Whats next for Stephen Curry and the Warriors after loss to Kings?

Posted by Patria Henriques on Wednesday, July 10, 2024

SACRAMENTO — The Golden State Warriors got blitzed by a bigger, tougher, younger and quicker opponent that outshot and outworked them. Then, to make matters worse, they tried to have it both ways.

If any team has earned the right to be proud and defiant in defeat, it’s the Warriors, who have won four NBA championships and reached six Finals since 2015 with Steve Kerr as coach and Stephen Curry, Draymond Green and Klay Thompson as an unbreakable core trio.
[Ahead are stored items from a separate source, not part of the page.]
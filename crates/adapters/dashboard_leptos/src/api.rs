//! HTTP API client wrapping `gloo-net` for calls to `/api/*`.

use gloo_net::http::{Request, Response};
use robodesk_domain::auth::{AccessToken, Credentials, LoginResponse, UserInfo};
use robodesk_domain::inspection::{InspectionSummary, QualityInspection};
use robodesk_domain::robot::Robot;
use robodesk_domain::task::{Task, TaskDraft};
use robodesk_domain::template::CategoryTemplates;
use serde::{Deserialize, Serialize};

/// Error returned by API client methods.
#[derive(Debug, Clone)]
pub struct ApiError {
    pub message: String,
}

impl std::fmt::Display for ApiError {
    fn fmt(&self, f: &mut std::fmt::Formatter<'_>) -> std::fmt::Result {
        f.write_str(&self.message)
    }
}

impl From<gloo_net::Error> for ApiError {
    fn from(err: gloo_net::Error) -> Self {
        Self {
            message: err.to_string(),
        }
    }
}

/// JSON error body returned by the server on non-2xx responses.
#[derive(Deserialize)]
struct ErrorBody {
    error: String,
}

/// Check the HTTP response status and extract an error if non-2xx.
async fn check_response(resp: Response) -> Result<Response, ApiError> {
    if resp.ok() {
        return Ok(resp);
    }
    let message = match resp.json::<ErrorBody>().await {
        Ok(body) => body.error,
        Err(_) => format!("HTTP {}", resp.status()),
    };
    Err(ApiError { message })
}

/// Sign in. Rejections come back as [`LoginResponse::Error`], not as `Err`;
/// `Err` is reserved for transport failures.
pub async fn login(credentials: &Credentials) -> Result<LoginResponse, ApiError> {
    let resp = Request::post("/api/login")
        .json(credentials)?
        .send()
        .await?;
    match resp.json::<LoginResponse>().await {
        Ok(body) => Ok(body),
        Err(_) => Err(ApiError {
            message: format!("HTTP {}", resp.status()),
        }),
    }
}

/// Resolve `token` to its user; `Err` once the server no longer knows it.
pub async fn fetch_session(token: &AccessToken) -> Result<UserInfo, ApiError> {
    let resp = Request::get("/api/session")
        .header("Authorization", &format!("Bearer {token}"))
        .send()
        .await?;
    let resp = check_response(resp).await?;
    Ok(resp.json().await?)
}

/// Fetch all robots.
pub async fn fetch_robots() -> Result<Vec<Robot>, ApiError> {
    let resp = check_response(Request::get("/api/robots").send().await?).await?;
    Ok(resp.json().await?)
}

/// Fetch one robot.
pub async fn fetch_robot(id: &str) -> Result<Robot, ApiError> {
    let url = format!("/api/robots/{id}");
    let resp = check_response(Request::get(&url).send().await?).await?;
    Ok(resp.json().await?)
}

/// Remove the robot's bound platform account; returns the updated robot.
pub async fn unbind_account(robot_id: &str) -> Result<Robot, ApiError> {
    let url = format!("/api/robots/{robot_id}/account");
    let resp = check_response(Request::delete(&url).send().await?).await?;
    Ok(resp.json().await?)
}

/// Fetch the tasks a robot runs.
pub async fn fetch_tasks(robot_id: &str) -> Result<Vec<Task>, ApiError> {
    let url = format!("/api/robots/{robot_id}/tasks");
    let resp = check_response(Request::get(&url).send().await?).await?;
    Ok(resp.json().await?)
}

/// Hand a finished wizard draft to the server.
pub async fn create_task(draft: &TaskDraft) -> Result<Task, ApiError> {
    let url = format!("/api/robots/{}/tasks", draft.robot_id);
    let resp = check_response(Request::post(&url).json(draft)?.send().await?).await?;
    Ok(resp.json().await?)
}

/// Pause or resume a task.
pub async fn set_task_enabled(task_id: &str, enabled: bool) -> Result<Task, ApiError> {
    #[derive(Serialize)]
    struct SetEnabledRequest {
        enabled: bool,
    }

    let url = format!("/api/tasks/{task_id}/enabled");
    let resp = check_response(
        Request::put(&url)
            .json(&SetEnabledRequest { enabled })?
            .send()
            .await?,
    )
    .await?;
    Ok(resp.json().await?)
}

/// Delete a task.
pub async fn delete_task(task_id: &str) -> Result<(), ApiError> {
    let url = format!("/api/tasks/{task_id}");
    check_response(Request::delete(&url).send().await?).await?;
    Ok(())
}

/// Fetch the condition and action templates of a category.
pub async fn fetch_templates(category: &str) -> Result<CategoryTemplates, ApiError> {
    let url = format!("/api/templates/{category}");
    let resp = check_response(Request::get(&url).send().await?).await?;
    Ok(resp.json().await?)
}

/// Fetch inspection records, most recent first.
pub async fn fetch_inspections(robot_id: &str) -> Result<Vec<QualityInspection>, ApiError> {
    let url = format!("/api/robots/{robot_id}/inspections");
    let resp = check_response(Request::get(&url).send().await?).await?;
    Ok(resp.json().await?)
}

/// Fetch the aggregate of a robot's inspections.
pub async fn fetch_inspection_summary(robot_id: &str) -> Result<InspectionSummary, ApiError> {
    let url = format!("/api/robots/{robot_id}/inspections/summary");
    let resp = check_response(Request::get(&url).send().await?).await?;
    Ok(resp.json().await?)
}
Predictably, Golden State’s key figures chose to cling to each other after a season-ending 118-94 play-in tournament loss to the Sacramento Kings on Tuesday, a humbling blowout that sent the team into an uncertain offseason before the real playoffs even started.
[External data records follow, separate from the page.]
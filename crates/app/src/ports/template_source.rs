//! Template source port: where the wizard's condition/action catalog comes from.

use std::future::Future;
use std::sync::Arc;

use robodesk_domain::error::RoboDeskError;
use robodesk_domain::template::TemplateCatalog;

/// Provides the read-only [`TemplateCatalog`].
pub trait TemplateSource {
    /// The full catalog, every category included.
    fn catalog(&self) -> impl Future<Output = Result<TemplateCatalog, RoboDeskError>> + Send;
}

impl<T: TemplateSource + Send + Sync> TemplateSource for Arc<T> {
    fn catalog(&self) -> impl Future<Output = Result<TemplateCatalog, RoboDeskError>> + Send {
        (**self).catalog()
    }
}
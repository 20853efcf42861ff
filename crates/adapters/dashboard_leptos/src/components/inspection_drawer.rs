//! Side drawer with a robot's quality-inspection records.

use leptos::prelude::*;
use robodesk_domain::inspection::{InspectionSummary, Verdict};
use robodesk_domain::time;

use super::{ErrorNote, Loading};
use crate::api;

fn verdict_badge(verdict: Verdict) -> (&'static str, &'static str) {
    match verdict {
        Verdict::Passed => ("badge badge-running", "Passed"),
        Verdict::Failed => ("badge badge-offline", "Failed"),
        Verdict::NeedsReview => ("badge badge-idle", "Needs review"),
    }
}

#[component]
fn SummaryStrip(summary: InspectionSummary) -> impl IntoView {
    view! {
        <div class="summary-strip">
            <div><strong>{summary.total}</strong><span>"Inspected"</span></div>
            <div><strong>{format!("{:.0}%", summary.pass_rate * 100.0)}</strong><span>"Pass rate"</span></div>
            <div><strong>{format!("{:.1}", summary.average_score)}</strong><span>"Avg. score"</span></div>
            <div><strong>{summary.needs_review}</strong><span>"Needs review"</span></div>
        </div>
    }
}

#[component]
pub fn InspectionDrawer(
    robot_id: String,
    #[prop(into)] on_close: Callback<()>,
) -> impl IntoView {
    let summary = LocalResource::new({
        let robot_id = robot_id.clone();
        move || {
            let robot_id = robot_id.clone();
            async move { api::fetch_inspection_summary(&robot_id).await }
        }
    });
    let records = LocalResource::new(move || {
        let robot_id = robot_id.clone();
        async move { api::fetch_inspections(&robot_id).await }
    });

    view! {
        <div class="drawer-backdrop" on:click=move |_| on_close.run(())></div>
        <aside class="drawer">
            <header>
                <h2>"Quality inspection"</h2>
                <button class="close" on:click=move |_| on_close.run(())>"\u{00D7}"</button>
            </header>
            <Suspense fallback=move || view! { <Loading/> }>
                {move || {
                    summary.read().as_ref().map(|result| match result {
                        Ok(summary) => view! { <SummaryStrip summary=summary.clone()/> }.into_any(),
                        Err(err) => view! {
                            <ErrorNote context="Failed to load summary" error=err.to_string()/>
                        }
                        .into_any(),
                    })
                }}
            </Suspense>
            <Suspense fallback=move || view! { <Loading message="Loading records\u{2026}"/> }>
                {move || {
                    records.read().as_ref().map(|result| match result {
                        Ok(list) if list.is_empty() => {
                            view! { <p class="empty">"No inspections recorded yet."</p> }.into_any()
                        }
                        Ok(list) => view! {
                            <ul class="inspection-list">
                                {list
                                    .iter()
                                    .map(|record| {
                                        let (class, label) = verdict_badge(record.verdict);
                                        view! {
                                            <li>
                                                <div class="row">
                                                    <strong>{record.task_name.clone()}</strong>
                                                    <span class=class>{label}</span>
                                                </div>
                                                <div class="row muted">
                                                    <span>{time::to_minutes(&record.inspected_at)}</span>
                                                    <span>{format!("{}/100", record.score)}</span>
                                                </div>
                                                <p>{record.remarks.clone()}</p>
                                            </li>
                                        }
                                    })
                                    .collect_view()}
                            </ul>
                        }
                        .into_any(),
                        Err(err) => view! {
                            <ErrorNote context="Failed to load inspections" error=err.to_string()/>
                        }
                        .into_any(),
                    })
                }}
            </Suspense>
        </aside>
    }
}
Kerr said he wanted Thompson, who is headed for unrestricted free agency after extension talks failed to produce a deal last summer, to return next season. Green noted Warriors ownership had signed Thompson to a lucrative contract shortly after he suffered a torn ACL during the 2019 Finals, and he said he expected his teammate to be financially taken care of again. Curry, whose opinion counts most of all, made it clear he wasn’t ready for the trio to break up after 12 years together.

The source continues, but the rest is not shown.